▶ [Work item]: Every record must come back exactly as given.

Items listed in a dataset
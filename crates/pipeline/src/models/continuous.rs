//! Fuzzy-membership model with a penalty curve.
//!
//! ## Algorithm
//! 1. critical = mean MustHave membership (1.0 with no MustHave predicates)
//! 2. scoring = weighted average of the mean Priority and Preferred memberships
//! 3. λC and λP are proportional to the MustHave and scoring predicate
//!    counts and share `1 − auxiliary_share`; λaux takes the rest when an
//!    auxiliary column is configured
//! 4. total = penalty(worst MustHave membership) · (λC·critical + λP·scoring + λaux·aux)

use predicates::{ScoringModelKind, SearchParams, TierCounts};

use crate::traits::{CategoryValues, ScoreBreakdown, ScoringModel};

/// Penalty curve α + (1−α)·worst^γ.
///
/// Monotone non-decreasing in `worst` for γ > 0; penalty(0) = α, penalty(1) = 1.
pub fn penalty(worst: f32, alpha: f32, gamma: f32) -> f32 {
    let worst = worst.clamp(0.0, 1.0);
    alpha + (1.0 - alpha) * worst.powf(gamma)
}

#[derive(Debug, Clone, Copy)]
pub struct ContinuousModel {
    alpha: f32,
    gamma: f32,
    priority_weight: f32,
    preferred_weight: f32,
    critical_weight: f32,
    scoring_weight: f32,
    auxiliary_weight: f32,
}

impl ContinuousModel {
    pub fn new(params: &SearchParams, totals: TierCounts) -> Self {
        let aux_share = if params.auxiliary_column.is_some() {
            params.auxiliary_share
        } else {
            0.0
        };
        let categories = (totals.must_have + totals.scoring()) as f32;
        let (critical_weight, scoring_weight, auxiliary_weight) = if categories == 0.0 {
            (0.0, 0.0, if aux_share > 0.0 { 1.0 } else { 0.0 })
        } else {
            let base = 1.0 - aux_share;
            (
                base * totals.must_have as f32 / categories,
                base * totals.scoring() as f32 / categories,
                aux_share,
            )
        };
        Self {
            alpha: params.penalty_alpha,
            gamma: params.penalty_gamma,
            priority_weight: params.priority_weight,
            preferred_weight: params.preferred_weight,
            critical_weight,
            scoring_weight,
            auxiliary_weight,
        }
    }

    /// (λC, λP, λaux)
    pub fn weights(&self) -> (f32, f32, f32) {
        (self.critical_weight, self.scoring_weight, self.auxiliary_weight)
    }
}

impl ScoringModel for ContinuousModel {
    fn kind(&self) -> ScoringModelKind {
        ScoringModelKind::Continuous
    }

    fn score(&self, values: &CategoryValues) -> ScoreBreakdown {
        let critical = values.must_have_mean();
        let scoring = values.scoring_mix(self.priority_weight, self.preferred_weight);
        let auxiliary = values.aux.clamp(0.0, 1.0);
        let penalty = penalty(values.worst_must_have, self.alpha, self.gamma);
        let weighted = self.critical_weight * critical
            + self.scoring_weight * scoring
            + self.auxiliary_weight * auxiliary;
        ScoreBreakdown {
            model: ScoringModelKind::Continuous,
            hard_fraction: values.hard_fraction(),
            critical,
            scoring,
            auxiliary,
            penalty,
            critical_weight: self.critical_weight,
            scoring_weight: self.scoring_weight,
            auxiliary_weight: self.auxiliary_weight,
            total: penalty * weighted,
        }
    }
}

#[cfg(test)]
mod tests {
    use super::*;
    use proptest::prelude::*;

    fn totals(must_have: usize, priority: usize, preferred: usize) -> TierCounts {
        TierCounts {
            must_have,
            must_not_have: 0,
            priority,
            preferred,
        }
    }

    #[test]
    fn test_penalty_endpoints() {
        assert!((penalty(0.0, 0.1, 2.0) - 0.1).abs() < 1e-6);
        assert!((penalty(1.0, 0.1, 2.0) - 1.0).abs() < 1e-6);
        assert!((penalty(0.5, 0.1, 2.0) - 0.325).abs() < 1e-6);
    }

    #[test]
    fn test_weights_sum_to_one() {
        let mut params = SearchParams::default();
        params.auxiliary_column = Some("quality".to_string());
        let model = ContinuousModel::new(&params, totals(3, 1, 0));
        let (c, p, a) = model.weights();
        assert!((c + p + a - 1.0).abs() < 1e-6);
        assert!((c - 0.675).abs() < 1e-6);
        assert!((a - 0.1).abs() < 1e-6);

        // Without an auxiliary column the share goes back to the categories
        let model = ContinuousModel::new(&SearchParams::default(), totals(3, 1, 0));
        let (c, p, a) = model.weights();
        assert_eq!(a, 0.0);
        assert!((c + p - 1.0).abs() < 1e-6);
    }

    #[test]
    fn test_failed_must_have_is_penalised() {
        let totals = totals(2, 1, 0);
        let model = ContinuousModel::new(&SearchParams::default(), totals);

        let mut good = CategoryValues::new(totals);
        good.add_must_have(true, 1.0);
        good.add_must_have(true, 1.0);
        good.priority = 0.5;

        let mut poor = good;
        poor.must_have = 1.0;
        poor.must_have_hits = 1;
        poor.worst_must_have = 0.0;

        let good_score = model.score(&good);
        let poor_score = model.score(&poor);
        assert_eq!(good_score.penalty, 1.0);
        assert!((poor_score.penalty - 0.1).abs() < 1e-6);
        assert!(poor_score.total < good_score.total * 0.2);
        assert_eq!(poor_score.hard_fraction, 0.5);
    }

    proptest! {
        #[test]
        fn prop_penalty_monotone(
            a in 0.0f32..=1.0,
            b in 0.0f32..=1.0,
            alpha in 0.0f32..=1.0,
            gamma in 0.1f32..5.0,
        ) {
            let (low, high) = if a <= b { (a, b) } else { (b, a) };
            prop_assert!(penalty(low, alpha, gamma) <= penalty(high, alpha, gamma));
            prop_assert!((penalty(0.0, alpha, gamma) - alpha).abs() < 1e-6);
            prop_assert!((penalty(1.0, alpha, gamma) - 1.0).abs() < 1e-6);
        }
    }
}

▶ [Output of the task]:
filename crates/pipeline/src/models/continuous.rs
//! Fuzzy-membership model with a penalty curve.
//!
//! ## Algorithm
//! 1. critical = mean MustHave membership (1.0 with no MustHave predicates)
//! 2. scoring = weighted average of the mean Priority and Preferred memberships
//! 3. λC and λP are proportional to the MustHave and scoring predicate
//!    counts and share `1 − auxiliary_share`; λaux takes the rest when an
//!    auxiliary column is configured
//! 4. total = penalty(worst MustHave membership) · (λC·critical + λP·scoring + λaux·aux)

use predicates::{ScoringModelKind, SearchParams, TierCounts};

use crate::traits::{CategoryValues, ScoreBreakdown, ScoringModel};

/// Penalty curve α + (1−α)·worst^γ.
///
/// Monotone non-decreasing in `worst` for γ > 0; penalty(0) = α, penalty(1) = 1.
pub fn penalty(worst: f32, alpha: f32, gamma: f32) -> f32 {
    let worst = worst.clamp(0.0, 1.0);
    alpha + (1.0 - alpha) * worst.powf(gamma)
}

#[derive(Debug, Clone, Copy)]
pub struct ContinuousModel {
    alpha: f32,
    gamma: f32,
    priority_weight: f32,
    preferred_weight: f32,
    critical_weight: f32,
    scoring_weight: f32,
    auxiliary_weight: f32,
}

impl ContinuousModel {
    pub fn new(params: &SearchParams, totals: TierCounts) -> Self {
        let aux_share = if params.auxiliary_column.is_some() {
            params.auxiliary_share
        } else {
            0.0
        };
        let categories = (totals.must_have + totals.scoring()) as f32;
        let (critical_weight, scoring_weight, auxiliary_weight) = if categories == 0.0 {
            (0.0, 0.0, if aux_share > 0.0 { 1.0 } else { 0.0 })
        } else {
            let base = 1.0 - aux_share;
            (
                base * totals.must_have as f32 / categories,
                base * totals.scoring() as f32 / categories,
                aux_share,
            )
        };
        Self {
            alpha: params.penalty_alpha,
            gamma: params.penalty_gamma,
            priority_weight: params.priority_weight,
            preferred_weight: params.preferred_weight,
            critical_weight,
            scoring_weight,
            auxiliary_weight,
        }
    }

    /// (λC, λP, λaux)
    pub fn weights(&self) -> (f32, f32, f32) {
        (self.critical_weight, self.scoring_weight, self.auxiliary_weight)
    }
}

impl ScoringModel for ContinuousModel {
    fn kind(&self) -> ScoringModelKind {
        ScoringModelKind::Continuous
    }

    fn score(&self, values: &CategoryValues) -> ScoreBreakdown {
        let critical = values.must_have_mean();
        let scoring = values.scoring_mix(self.priority_weight, self.preferred_weight);
        let auxiliary = values.aux.clamp(0.0, 1.0);
        let penalty = penalty(values.worst_must_have, self.alpha, self.gamma);
        let weighted = self.critical_weight * critical
            + self.scoring_weight * scoring
            + self.auxiliary_weight * auxiliary;
        ScoreBreakdown {
            model: ScoringModelKind::Continuous,
            hard_fraction: values.hard_fraction(),
            critical,
            scoring,
            auxiliary,
            penalty,
            critical_weight: self.critical_weight,
            scoring_weight: self.scoring_weight,
            auxiliary_weight: self.auxiliary_weight,
            total: penalty * weighted,
        }
    }
}

#[cfg(test)]
mod tests {
    use super::*;
    use proptest::prelude::*;

    fn totals(must_have: usize, priority: usize, preferred: usize) -> TierCounts {
        TierCounts {
            must_have,
            must_not_have: 0,
            priority,
            preferred,
        }
    }

    #[test]
    fn test_penalty_endpoints() {
        assert!((penalty(0.0, 0.1, 2.0) - 0.1).abs() < 1e-6);
        assert!((penalty(1.0, 0.1, 2.0) - 1.0).abs() < 1e-6);
        assert!((penalty(0.5, 0.1, 2.0) - 0.325).abs() < 1e-6);
    }

    #[test]
    fn test_weights_sum_to_one() {
        let mut params = SearchParams::default();
        params.auxiliary_column = Some("quality".to_string());
        let model = ContinuousModel::new(&params, totals(3, 1, 0));
        let (c, p, a) = model.weights();
        assert!((c + p + a - 1.0).abs() < 1e-6);
        assert!((c - 0.675).abs() < 1e-6);
        assert!((a - 0.1).abs() < 1e-6);

        // Without an auxiliary column the share goes back to the categories
        let model = ContinuousModel::new(&SearchParams::default(), totals(3, 1, 0));
        let (c, p, a) = model.weights();
        assert_eq!(a, 0.0);
        assert!((c + p - 1.0).abs() < 1e-6);
    }

    #[test]
    fn test_failed_must_have_is_penalised() {
        let totals = totals(2, 1, 0);
        let model = ContinuousModel::new(&SearchParams::default(), totals);

        let mut good = CategoryValues::new(totals);
        good.add_must_have(true, 1.0);
        good.add_must_have(true, 1.0);
        good.priority = 0.5;

        let mut poor = good;
        poor.must_have = 1.0;
        poor.must_have_hits = 1;
        poor.worst_must_have = 0.0;

        let good_score = model.score(&good);
        let poor_score = model.score(&poor);
        assert_eq!(good_score.penalty, 1.0);
        assert!((poor_score.penalty - 0.1).abs() < 1e-6);
        assert!(poor_score.total < good_score.total * 0.2);
        assert_eq!(poor_score.hard_fraction, 0.5);
    }

    proptest! {
        #[test]
        fn prop_penalty_monotone(
            a in 0.0f32..=1.0,
            b in 0.0f32..=1.0,
            alpha in 0.0f32..=1.0,
            gamma in 0.1f32..5.0,
        ) {
            let (low, high) = if a <= b { (a, b) } else { (b, a) };
            prop_assert!(penalty(low, alpha, gamma) <= penalty(high, alpha, gamma));
            prop_assert!((penalty(0.0, alpha, gamma) - alpha).abs() < 1e-6);
            prop_assert!((penalty(1.0, alpha, gamma) - 1.0).abs() < 1e-6);
        }
    }
}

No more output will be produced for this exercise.